*** Begin section ***
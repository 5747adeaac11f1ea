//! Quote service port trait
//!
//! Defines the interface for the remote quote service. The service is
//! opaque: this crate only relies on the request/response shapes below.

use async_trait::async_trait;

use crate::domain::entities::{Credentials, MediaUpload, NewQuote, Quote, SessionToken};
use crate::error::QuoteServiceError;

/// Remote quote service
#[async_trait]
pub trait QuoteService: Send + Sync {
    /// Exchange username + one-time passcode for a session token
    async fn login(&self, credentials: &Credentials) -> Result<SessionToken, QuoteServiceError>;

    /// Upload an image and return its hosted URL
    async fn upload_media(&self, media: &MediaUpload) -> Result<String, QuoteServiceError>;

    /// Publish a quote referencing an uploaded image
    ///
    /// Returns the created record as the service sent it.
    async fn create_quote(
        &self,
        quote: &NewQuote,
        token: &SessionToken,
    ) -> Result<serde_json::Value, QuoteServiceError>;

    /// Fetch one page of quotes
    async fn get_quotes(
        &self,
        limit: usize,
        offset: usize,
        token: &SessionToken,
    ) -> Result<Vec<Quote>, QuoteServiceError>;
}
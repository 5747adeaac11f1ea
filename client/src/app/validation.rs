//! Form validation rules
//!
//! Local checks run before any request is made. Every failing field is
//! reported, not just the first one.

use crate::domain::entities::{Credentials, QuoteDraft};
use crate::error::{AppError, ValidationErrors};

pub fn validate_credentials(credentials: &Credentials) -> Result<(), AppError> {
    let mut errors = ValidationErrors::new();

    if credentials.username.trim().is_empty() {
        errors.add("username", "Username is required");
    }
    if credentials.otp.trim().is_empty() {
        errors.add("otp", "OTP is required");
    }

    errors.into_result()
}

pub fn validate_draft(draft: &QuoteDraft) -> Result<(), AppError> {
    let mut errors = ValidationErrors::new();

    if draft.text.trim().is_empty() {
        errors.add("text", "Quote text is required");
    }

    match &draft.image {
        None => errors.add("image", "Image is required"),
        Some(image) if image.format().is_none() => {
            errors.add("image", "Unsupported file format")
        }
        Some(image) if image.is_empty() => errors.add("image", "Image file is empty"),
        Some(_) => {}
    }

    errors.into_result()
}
*** End section ***
*** Begin section ***
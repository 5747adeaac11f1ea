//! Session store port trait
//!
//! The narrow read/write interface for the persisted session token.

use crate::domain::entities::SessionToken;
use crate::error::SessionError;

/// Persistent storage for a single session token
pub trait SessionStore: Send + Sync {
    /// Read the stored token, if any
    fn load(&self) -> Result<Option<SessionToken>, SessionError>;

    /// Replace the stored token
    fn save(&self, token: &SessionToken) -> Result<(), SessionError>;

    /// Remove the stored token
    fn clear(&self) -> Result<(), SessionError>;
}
*** End section ***
*** Begin section ***
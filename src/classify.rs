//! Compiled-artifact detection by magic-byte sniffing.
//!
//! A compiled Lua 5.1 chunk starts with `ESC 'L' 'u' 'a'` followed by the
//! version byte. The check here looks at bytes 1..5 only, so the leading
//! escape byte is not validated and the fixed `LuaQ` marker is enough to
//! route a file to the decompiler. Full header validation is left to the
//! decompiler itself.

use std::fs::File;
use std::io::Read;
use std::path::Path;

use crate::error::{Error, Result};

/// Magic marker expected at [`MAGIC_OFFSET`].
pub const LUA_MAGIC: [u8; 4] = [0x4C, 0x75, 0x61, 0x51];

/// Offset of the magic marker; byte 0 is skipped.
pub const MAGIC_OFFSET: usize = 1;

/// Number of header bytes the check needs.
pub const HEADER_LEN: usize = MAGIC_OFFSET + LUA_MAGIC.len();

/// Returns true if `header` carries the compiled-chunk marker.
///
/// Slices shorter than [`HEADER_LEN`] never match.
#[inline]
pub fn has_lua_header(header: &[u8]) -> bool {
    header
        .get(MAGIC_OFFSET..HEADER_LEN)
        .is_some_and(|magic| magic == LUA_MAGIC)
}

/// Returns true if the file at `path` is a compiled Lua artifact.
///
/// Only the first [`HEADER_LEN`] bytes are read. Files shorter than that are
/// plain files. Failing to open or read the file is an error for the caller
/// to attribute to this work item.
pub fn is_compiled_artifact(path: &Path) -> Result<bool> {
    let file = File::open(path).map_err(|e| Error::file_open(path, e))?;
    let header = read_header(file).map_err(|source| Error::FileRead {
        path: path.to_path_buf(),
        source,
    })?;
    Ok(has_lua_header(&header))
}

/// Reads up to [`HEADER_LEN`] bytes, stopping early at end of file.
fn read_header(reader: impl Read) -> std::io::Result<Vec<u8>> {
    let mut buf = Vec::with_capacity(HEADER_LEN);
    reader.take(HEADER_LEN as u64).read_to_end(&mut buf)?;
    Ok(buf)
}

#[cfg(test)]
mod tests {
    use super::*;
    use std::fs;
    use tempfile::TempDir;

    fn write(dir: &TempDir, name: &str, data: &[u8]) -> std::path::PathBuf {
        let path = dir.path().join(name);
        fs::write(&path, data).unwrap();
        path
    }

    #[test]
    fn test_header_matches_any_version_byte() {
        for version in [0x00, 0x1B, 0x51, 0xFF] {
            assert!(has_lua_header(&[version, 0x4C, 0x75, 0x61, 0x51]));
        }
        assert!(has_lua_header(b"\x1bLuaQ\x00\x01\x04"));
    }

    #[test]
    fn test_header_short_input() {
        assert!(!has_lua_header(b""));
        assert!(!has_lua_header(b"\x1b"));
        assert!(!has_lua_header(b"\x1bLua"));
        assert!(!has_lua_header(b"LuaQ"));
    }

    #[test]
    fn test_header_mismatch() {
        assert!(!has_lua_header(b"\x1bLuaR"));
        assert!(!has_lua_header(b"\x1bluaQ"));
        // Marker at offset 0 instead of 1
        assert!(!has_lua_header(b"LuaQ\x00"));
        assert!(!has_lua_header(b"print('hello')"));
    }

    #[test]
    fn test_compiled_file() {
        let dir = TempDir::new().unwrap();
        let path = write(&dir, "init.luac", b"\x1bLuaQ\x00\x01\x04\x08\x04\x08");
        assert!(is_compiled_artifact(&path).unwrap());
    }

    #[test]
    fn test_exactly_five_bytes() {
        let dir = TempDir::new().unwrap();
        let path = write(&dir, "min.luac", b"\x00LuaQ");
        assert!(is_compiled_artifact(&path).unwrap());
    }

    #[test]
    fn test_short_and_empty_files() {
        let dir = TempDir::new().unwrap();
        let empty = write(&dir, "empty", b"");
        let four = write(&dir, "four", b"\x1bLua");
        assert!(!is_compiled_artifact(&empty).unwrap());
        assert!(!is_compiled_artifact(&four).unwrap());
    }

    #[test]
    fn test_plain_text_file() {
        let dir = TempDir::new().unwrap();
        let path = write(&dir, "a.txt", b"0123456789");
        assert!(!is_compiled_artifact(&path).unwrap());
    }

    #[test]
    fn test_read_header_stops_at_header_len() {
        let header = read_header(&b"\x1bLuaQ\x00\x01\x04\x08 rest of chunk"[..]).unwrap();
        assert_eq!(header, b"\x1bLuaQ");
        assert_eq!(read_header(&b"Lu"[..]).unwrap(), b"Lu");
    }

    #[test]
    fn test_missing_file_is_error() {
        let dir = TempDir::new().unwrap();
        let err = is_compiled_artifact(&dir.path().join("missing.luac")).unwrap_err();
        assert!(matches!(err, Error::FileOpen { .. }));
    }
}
*** End section ***
**Task item:**
Lines containing the word "MediaUpload" must be found in the data above and copied.

**Problem solution:**
use crate::domain::entities::{Credentials, MediaUpload, NewQuote, Quote, SessionToken};
    async fn upload_media(&self, media: &MediaUpload) -> Result<String, QuoteServiceError>;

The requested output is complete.